B. Second Apparatus:

[0035] The following describe a second apparatus, with reference to Fig. 7. Whereas the above-described first apparatus is constructed to initialize the pass band B of the band-pass filter 24 to the initial band B0 when no pitch PA has been detected (i.e., non-pitch-detectable state has occurred), the second apparatus of the pitch detection apparatus 100 is constructed to initialize the pass band B of the band-pass filter 24 to the initial band B0 when an attack (rise in intensity) of a sound signal A0 has been detected. In Fig. 7, elements similar in operation or function to those in the first apparatus are indicated by the same reference numerals and characters as used for the first apparatus and will not be described here to avoid unnecessary duplication.

[0036] As shown in Fig. 7, the second apparatus of the pitch detection apparatus 100 is generally similar in construction to the first apparatus, but different in that it includes an attack detection section 42 that is not included in the first apparatus. The attack detection section 42 detects an attack (rise in intensity) of a sound signal A0. Upon detection of the attack, the attack detection section 42 supplies a signal SATK to the control section 30. Any suitable conventionally-known technique may be employed for detection of an attack of a sound signal A0. For example, there may be employed a technique which detects, as an attack, a time point when a signal value (intensity) of a sound signal A0 has risen beyond a predetermined amount or range.

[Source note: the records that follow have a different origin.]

//! GPU integration tests against a headless context.
//!
//! Each test returns early when no Vulkan loader or device is present.

use ash::vk;
use prism_core::RuntimeOptions;
use prism_gpu::{
    DescriptorWrite, GpuContext, GpuContextBuilder, LayoutBinding, MemoryLocality,
    ResourceDescriptor, ResourceUploader,
};

fn headless_context() -> Option<GpuContext> {
    let options = RuntimeOptions {
        hide_gpu_stats: true,
        ..RuntimeOptions::default()
    };
    match GpuContextBuilder::new().options(options).build_headless() {
        Ok(ctx) => Some(ctx),
        Err(e) => {
            eprintln!("skipping: no Vulkan device available ({e})");
            None
        }
    }
}

#[test]
fn allocator_round_trip_restores_stats() {
    let Some(ctx) = headless_context() else {
        return;
    };
    let mut allocator = ctx.allocator().lock();
    let before = allocator.snapshot_stats();

    let mut buffer = allocator
        .create_buffer(
            4096,
            vk::BufferUsageFlags::VERTEX_BUFFER,
            MemoryLocality::HostVisibleCoherent,
            "round trip buffer",
        )
        .unwrap();
    let mut image = allocator
        .create_image(
            vk::Format::R8G8B8A8_UNORM,
            vk::Extent2D {
                width: 64,
                height: 64,
            },
            vk::ImageUsageFlags::SAMPLED,
            vk::ImageAspectFlags::COLOR,
            "round trip image",
        )
        .unwrap();

    assert!(buffer.mapped_ptr().is_some());
    let during = allocator.snapshot_stats();
    assert_eq!(during.allocation_count, before.allocation_count + 2);
    assert!(during.used_bytes > before.used_bytes);

    allocator.destroy_buffer(&mut buffer).unwrap();
    allocator.destroy_image(&mut image).unwrap();
    // Destroying twice is harmless.
    allocator.destroy_buffer(&mut buffer).unwrap();
    allocator.destroy_image(&mut image).unwrap();

    let after = allocator.snapshot_stats();
    assert_eq!(after.used_bytes, before.used_bytes);
    assert_eq!(after.allocation_count, before.allocation_count);
}

#[test]
fn texture_upload_ends_shader_readable() {
    let Some(ctx) = headless_context() else {
        return;
    };
    let mut uploader = ResourceUploader::new(&ctx).unwrap();

    let extent = vk::Extent2D {
        width: 256,
        height: 256,
    };
    let pixels: Vec<u8> = (0..256 * 256)
        .flat_map(|i: u32| [(i % 256) as u8, (i / 256) as u8, 0x80, 0xff])
        .collect();

    let mut image = uploader
        .upload_rgba8_image(&ctx, &pixels, extent, vk::Format::R8G8B8A8_UNORM, "checker")
        .unwrap();

    assert_eq!(uploader.last_staging_size(), 262_144);
    assert_eq!(image.layout, vk::ImageLayout::SHADER_READ_ONLY_OPTIMAL);
    assert_eq!(image.extent, extent);

    ctx.allocator().lock().destroy_image(&mut image).unwrap();
    unsafe { uploader.destroy(ctx.device()) };
}

#[test]
fn buffer_upload_allocates_device_local_copy() {
    let Some(ctx) = headless_context() else {
        return;
    };
    let mut uploader = ResourceUploader::new(&ctx).unwrap();

    let data: Vec<u8> = (0..=255).collect();
    let mut buffer = uploader
        .upload_buffer(&ctx, &data, vk::BufferUsageFlags::VERTEX_BUFFER, "bytes")
        .unwrap();

    assert_eq!(buffer.size, 256);
    assert_eq!(uploader.last_staging_size(), 256);

    ctx.allocator().lock().destroy_buffer(&mut buffer).unwrap();
    unsafe { uploader.destroy(ctx.device()) };
}

#[test]
fn descriptor_finalize_writes_every_binding_of_every_set() {
    let Some(ctx) = headless_context() else {
        return;
    };
    let device = ctx.device();
    const SETS: u32 = 3;

    let mut uniforms: Vec<_> = (0..SETS)
        .map(|i| {
            ctx.allocator()
                .lock()
                .create_buffer(
                    64,
                    vk::BufferUsageFlags::UNIFORM_BUFFER,
                    MemoryLocality::HostVisibleCoherent,
                    &format!("uniforms {i}"),
                )
                .unwrap()
        })
        .collect();

    let mut uploader = ResourceUploader::new(&ctx).unwrap();
    let mut texture = uploader
        .upload_rgba8_image(
            &ctx,
            &[0xff; 4],
            vk::Extent2D {
                width: 1,
                height: 1,
            },
            vk::Format::R8G8B8A8_UNORM,
            "white",
        )
        .unwrap();
    let sampler = unsafe {
        device
            .create_sampler(&vk::SamplerCreateInfo::default(), None)
            .unwrap()
    };

    let mut descriptor = ResourceDescriptor::new("test");
    descriptor
        .add_layout_binding(LayoutBinding::uniform_buffer(vk::ShaderStageFlags::VERTEX))
        .add_layout_binding(LayoutBinding::combined_image_sampler(
            vk::ShaderStageFlags::FRAGMENT,
        ))
        .add_descriptor_write(DescriptorWrite::per_set_uniform_buffers(
            uniforms.iter().map(|b| (b.buffer, b.size)),
        ))
        .add_descriptor_write(DescriptorWrite::combined_image_sampler(
            texture.view,
            sampler,
        ));

    unsafe { descriptor.finalize(device, SETS).unwrap() };

    assert_eq!(descriptor.sets().len(), SETS as usize);
    assert_eq!(descriptor.written_count(), (SETS * 2) as usize);
    assert!(descriptor.set(SETS - 1).is_some());
    assert!(descriptor.set(SETS).is_none());

    // Rebuild with the bindings kept, as a swapchain reset does.
    unsafe {
        descriptor.destroy(device, true);
        assert_eq!(descriptor.bindings().len(), 2);
        descriptor
            .add_descriptor_write(DescriptorWrite::per_set_uniform_buffers(
                uniforms.iter().map(|b| (b.buffer, b.size)),
            ))
            .add_descriptor_write(DescriptorWrite::combined_image_sampler(
                texture.view,
                sampler,
            ));
        descriptor.finalize(device, SETS).unwrap();
    }
    assert_eq!(descriptor.written_count(), (SETS * 2) as usize);

    unsafe {
        descriptor.destroy(device, false);
        device.destroy_sampler(sampler, None);
        uploader.destroy(device);
    }
    let mut allocator = ctx.allocator().lock();
    allocator.destroy_image(&mut texture).unwrap();
    for buffer in &mut uniforms {
        allocator.destroy_buffer(buffer).unwrap();
    }
}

[0037] Once the signal SATK is supplied from the attack detection section 42, i.e. once an attach of the sound signal A0 is detected, the control section 30 initialize the pass band B of the band-pass filter 24 to the initial band B0. In the second apparatus, the same operations as those at and after step S3 of Fig. 3 are performed, but the operations at steps S1 and S2 of Fig. 3 are omitted in the second apparatus.

[0038] In the above-described first apparatus, where the pass band B is initialized in response to non-detection of any pitch PA, the pass band B of the band-pass filter 24 may sometimes be initialized at a time point delayed from an attack of a sound signal A0. If the initialization of the pass band B is delayed like this, a pitch PA may sometimes not be accurately detected in a case where components of pitches PA in unit segments from the attack of the sound signal A0 to the initialization (i.e., expansion) of the pass band B are located outside the narrower pass band B before being initialized (and thus these components are suppressed by the band-pass filter 24). However, in the second apparatus, where the pass band B is initialized in response to detection of an attack of a sound signal A0, it is possible to promptly initialize the pass band B without waiting for the result of the detection (i.e., presence or absence of a detected pitch PA) by the pitch detection section 26. Thus, the second apparatus can detect a pitch PA of a sound signal A0 (particularly, a pitch PA near the attack of the sound signal A0) with a high accuracy as compared to the first apparatus of the present invention.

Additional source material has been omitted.